Updated

White House guests at the State of the Union address (one seat left empty to symbolize "the empty place many Americans will always have at their tables and in their lives" because of the Sept. 11, 2001, terrorist attacks):

-- Four people who volunteer in or run organizations that help the needy: Henry Lozano of Los Angeles, who works with a group called Teen Challenge and runs Californians for Drug-Free Youth; Tonja Myles of Baton Rouge, La., who founded the "Set Free Indeed" program for addiction problems at the Healing Place Church; Sister Maria Fest, a Pittsburgh nun who directs a family support services center for the Sisters of Divine Providence, and Lenwood Compton, a college student from Detroit who hopes to teach middle school math and mentors other youth through AmeriCorps and other programs.

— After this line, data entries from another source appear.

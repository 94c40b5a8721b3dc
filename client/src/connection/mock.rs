use std::sync::atomic::{AtomicBool, AtomicUsize, Ordering};
use std::sync::{Arc, Mutex as StdMutex};

use async_trait::async_trait;
use tokio::sync::{Mutex, mpsc};
use url::Url;

use super::{ConnectionError, Connector, Transport};

type Incoming = Arc<Mutex<mpsc::UnboundedReceiver<Option<String>>>>;

/// Hands out transports that record writes and read scripted frames.
///
/// Frames pushed into the returned sender are delivered in order; a `None`
/// frame is a clean remote close.
#[derive(Clone)]
pub(crate) struct MockConnector {
    attempts: Arc<AtomicUsize>,
    refuse: Arc<AtomicBool>,
    sent: Arc<StdMutex<Vec<String>>>,
    incoming: Incoming,
}

impl MockConnector {
    pub(crate) fn new() -> (Self, mpsc::UnboundedSender<Option<String>>) {
        let (tx, rx) = mpsc::unbounded_channel();
        let connector = Self {
            attempts: Arc::new(AtomicUsize::new(0)),
            refuse: Arc::new(AtomicBool::new(false)),
            sent: Arc::new(StdMutex::new(Vec::new())),
            incoming: Arc::new(Mutex::new(rx)),
        };
        (connector, tx)
    }

    pub(crate) fn attempts(&self) -> usize {
        self.attempts.load(Ordering::SeqCst)
    }

    pub(crate) fn refuse(&self, refuse: bool) {
        self.refuse.store(refuse, Ordering::SeqCst);
    }

    pub(crate) fn sent(&self) -> Vec<String> {
        self.sent.lock().unwrap().clone()
    }

    /// Poll until at least `count` frames were written or a second passes.
    pub(crate) async fn wait_for_sent(&self, count: usize) -> Vec<String> {
        for _ in 0..100 {
            let sent = self.sent();
            if sent.len() >= count {
                return sent;
            }
            tokio::time::sleep(std::time::Duration::from_millis(10)).await;
        }
        self.sent()
    }
}

struct MockTransport {
    sent: Arc<StdMutex<Vec<String>>>,
    incoming: Incoming,
}

#[async_trait]
impl Connector for MockConnector {
    async fn connect(&self, _endpoint: &Url) -> Result<Box<dyn Transport>, ConnectionError> {
        self.attempts.fetch_add(1, Ordering::SeqCst);
        if self.refuse.load(Ordering::SeqCst) {
            return Err(ConnectionError::Transport("connection refused".to_string()));
        }
        Ok(Box::new(MockTransport {
            sent: Arc::clone(&self.sent),
            incoming: Arc::clone(&self.incoming),
        }))
    }
}

#[async_trait]
impl Transport for MockTransport {
    async fn send(&mut self, text: String) -> Result<(), ConnectionError> {
        self.sent.lock().unwrap().push(text);
        Ok(())
    }

    async fn recv(&mut self) -> Option<Result<String, ConnectionError>> {
        match self.incoming.lock().await.recv().await {
            Some(Some(text)) => Some(Ok(text)),
            Some(None) => None,
            None => std::future::pending().await,
        }
    }

    async fn close(&mut self) -> Result<(), ConnectionError> {
        Ok(())
    }
}
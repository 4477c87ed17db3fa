//! Order book core: the order domain, priority ordering, matching, the
//! per-instrument stacks, the repository that owns them, and the
//! session-facing mediator.

pub mod error;
/// Match events and centralized event routing.
pub mod events;
pub mod matching;
/// Session-facing order management: validation, ownership, fill routing.
pub mod mediator;
/// The order entity and its identity types.
pub mod order;
pub mod ordering;
/// The contract → stack market map.
pub mod repository;
/// Book snapshots for state replay.
pub mod snapshot;
pub mod stack;
mod tests;

pub use error::OrderBookError;
pub use events::{MatchEvent, MatchFeedStd, MatchFeedTokio, MatchListener};
pub use matching::{MatchKind, OrderMatch, match_orders};
pub use mediator::{CancelRejectReason, ExecutionListener, OrderMediator, SessionId};
pub use order::{Contract, Order, OrderId, OrderType, Side, TradingAccount};
pub use repository::OrderRepository;
pub use snapshot::{BookSnapshot, OrderSnapshot};
pub use stack::OrderStack;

-- Two doctors the White House says were hurt by malpractice insurance costs: Kurt Kooyer, a pediatrician who relocated from Mississippi to West Fargo, N.D., because of rising liability costs and who helps provide health care to underprivileged families, and Denise Baker, a Bradenton, Fla., obstetrician/gynecologist who stopped delivering babies last fall because her insurance expenses exceeded her salary.

-- People, families and small business owners who would benefit from President Bush's tax-cut proposal: John Cochran and Greg Hantak, co-owners of JS Logistics in St. Louis; Joseph and Kristen Pappano of Sterling, Va., and Richard Phillip and Georgia Louise Beck of Colorado Springs, Colo.

-- Two members of the U.S. military operation in Afghanistan: Air Force Reservist Capt. Maureen Allen of Montgomery, Ala., -- seated next to the first lady -- who served as the senior medical member of an evacuation flight crew in Afghanistan from last June to September, and Army Master Sgt. Juan Carlos Morales of Holley, N.Y., a reservist who served five months at Bagram Air Base and over six months in Kabul with a team that worked on school repairs, medical clinics and water wells.

-- Marine Corps Cpl. Michael Vera, of Jersey City, N.J., who was less than 20 yards from the site of impact of a hijacked plane into the Pentagon on Sept. 11 and who, with a fellow Marine, went into the burning building 14 times to rescue people.

-- Presidential historian David McCullough.

-- A Peoria, Ill., couple, James and Mildred Beemer, who switched health care coverage to a cheaper network plan when premiums got too high.

-- District of Columbia Mayor Anthony Williams.

-- Two Bush family members, the president's sister Doro Koch and a sister-in-law, Margaret Bush.

-- Dr. Peter Mugyenyi, a special guest of first lady Laura Bush and director of the Joint Clinical Research Center in Uganda, which has pioneered advanced drug treatment for HIV and AIDS in Africa.

Also, Senate Majority Leader Bill Frist, R-Tenn., invited retired Washington Redskins cornerback Darrell Green. Green, who ended his 20-year professional football career this winter, is setting up a center for disadvantaged children in Nashville.